Two days ago, sitting in my room, not sleeping, I had this feeling about the kingdoms I was about to enter, India and China, and that traveling like a cowboy, light and sexy as it may have been up until that point, was going to have me waiting for visas in two countries for at least 5 business days each...which turned out to be both true and then not as bad as it could have been. I am at a house away from town, in the middle of what fees like a jungle, staying with a group of people that feel like a family, entirely not worried about my own survival.

July 08, 2010

Sri Lanka...

Yvonne tells me to make sure that if I want to go swimming at night, to wear shoes walking across the grounds, that at night, the bird that eats the scorpions from the grass is gone or sleeping or can't see them. Then she said something about lemon and drawing the poison but not to worry too much because they're not the ones that will cause death. There are two dogs living at the house and they both growl at me. Monkeys, big black ones, are swinging in the trees 50 yards away. Their babies are everywhere. Bandula says that on Sundays, they surround the entire complex. I am comfortable here.

July 04, 2010

Tribe To Tribe Marathon...

Let it play out. That's all I could think as I was hopping on busses and off busses after the marathon, wandering streets looking for things I didn't know I was looking for, yawning to correct nausea and holding my pounding head, sweating and malnourished, sharing the back seat of a bus with 5 gracious Thais, all of us trying to make it back to Chang Mai for different reasons on a Sunday night...feeling like I was going to die, convinced that every moment I survived would only strengthen my lines in this life...

July 03, 2010

Chiang Mai & Mae Sariang...

Before I left Mozza to do the things I had to do with life, I was rapping with Nancy Silverton about the best meal I had ever had. I told her I was staying at this cheap place outside of Venice sometime in 2007. Italy. I remember being in the middle of this very lonely, yearning stretch. It was raining out and I left the grounds of my place and just started walking down a country road before I kept walking...and walking...and walking. Eventually, miles away and soaked, I stumbled into this place that looked like a farm house in the middle of Wisconsin. They gave me a table and I felt like they didn't really want me there before they served me the most extraordinary meal I had ever eaten. When this lead was presented to Ms. Silverton - the greatest meal I had ever eaten, and outside of Venice - she wanted to know everything: the tastes, the presentation, the style...bottom to top then back over again. I think she knew me as eloquence in a lot of ways but in those moments I was anything but. I told her I remembered being sad, and cold, and lonely and lost, and then that I felt like everyone hated me before my Nebbiolo came with a simple pasta course, home made with an easy and beautiful marinara before another glass of red with a pizza they folded into something that looked like a calzone before they practically kicked me out. It's possible I was being overdramatic, as usual, or not...and at some point she asked me fairly emphatically what I liked about it, as if I wasn't remembering my life correctly, before someone cut in to talk to her...

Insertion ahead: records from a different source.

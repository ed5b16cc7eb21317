//! Model diagnostics and metrics exposition

use crate::AppState;
use axum::extract::State;
use axum::http::{header, StatusCode};
use axum::response::{IntoResponse, Response};
use axum::Json;
use inference_engine::{ArtifactKinds, ColumnSource};
use serde::Serialize;
use std::sync::Arc;

/// Columns shown per list
const SAMPLE_LEN: usize = 10;

/// Snapshot of what was loaded and how the column layouts were recovered
#[derive(Debug, Default, Serialize)]
pub struct ModelDiagnostics {
    pub model_load_error: Option<String>,
    pub models_dir: Option<String>,
    pub feature_columns_len: Option<usize>,
    pub scaler_columns_len: Option<usize>,
    pub feature_columns_sample: Option<Vec<String>>,
    pub scaler_columns_sample: Option<Vec<String>>,
    pub feature_columns_source: Option<ColumnSource>,
    pub scaler_columns_source: Option<ColumnSource>,
    pub detection_model_n_features_in: Option<usize>,
    pub scaler_n_features_in: Option<usize>,
    pub schema_id: Option<String>,
    pub artifact_kinds: Option<ArtifactKinds>,
}

fn sample(columns: Option<&[String]>) -> Option<Vec<String>> {
    columns.map(|c| c.iter().take(SAMPLE_LEN).cloned().collect())
}

pub async fn debug_models(State(state): State<Arc<AppState>>) -> Json<ModelDiagnostics> {
    let mut report = ModelDiagnostics {
        model_load_error: state.load_error.clone(),
        models_dir: state.models_dir.as_ref().map(|d| d.display().to_string()),
        ..Default::default()
    };

    if let Some(engine) = &state.engine {
        let models = engine.models();
        report.feature_columns_len = models.feature_columns().map(<[String]>::len);
        report.scaler_columns_len = models.scaler_columns().map(<[String]>::len);
        report.feature_columns_sample = sample(models.feature_columns());
        report.scaler_columns_sample = sample(models.scaler_columns());
        report.feature_columns_source = models.feature_source();
        report.scaler_columns_source = models.scaler_source();
        report.detection_model_n_features_in = models.detection().n_features_in();
        report.scaler_n_features_in = models.scaler().n_features_in();
        report.schema_id = models.schema_id().map(str::to_string);
        report.artifact_kinds = Some(models.kinds().clone());
    }

    Json(report)
}

/// Prometheus text exposition
pub async fn metrics(State(state): State<Arc<AppState>>) -> Response {
    match &state.metrics {
        Some(handle) => (
            [(header::CONTENT_TYPE, "text/plain; version=0.0.4")],
            handle.render(),
        )
            .into_response(),
        None => (StatusCode::SERVICE_UNAVAILABLE, "metrics recorder not installed").into_response(),
    }
}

Today, after checking in, after all the connections and thought it took for me to be wandering through Mae Sariang, I was starving. There was a guy on the street one block down and one up from my hotel, cooking on the outside edge of the patio of this place with a TV and yellow and green checked tablecloth and some locals strewn about. He was plating for this woman a simple dish - chicken on rice with greens and a hard boiled egg. I walked up and he looked at me very suspiciously before I pointed to what he was plating and held up 2 fingers. He pointed to a table and I sat down. There were a lot of flies and jugs of water on the tables and a couple minutes later, he brought me exactly what I ordered - chicken on rice with some odd greens and a hard boiled then browned egg and a small bowl of chicken soup. The first bite of the chicken made me think back to Venice - that was my first thought, these two joints fighting for rank. It tasted like he had been soaking the chicken in whisky and caramel and black magic for weeks - unreal. I ordered the same thing again and it came and I ate it and when I asked for my bill, he asked for 50 baht or about 1.65 and then I went on my way, trying not to blink too fast or at all because I'm beginning to recognize my greatest fear -- missing any of this as it's happening, all that is happening...

July 01, 2010

Bangkok...

Because everyone deserves a second chance...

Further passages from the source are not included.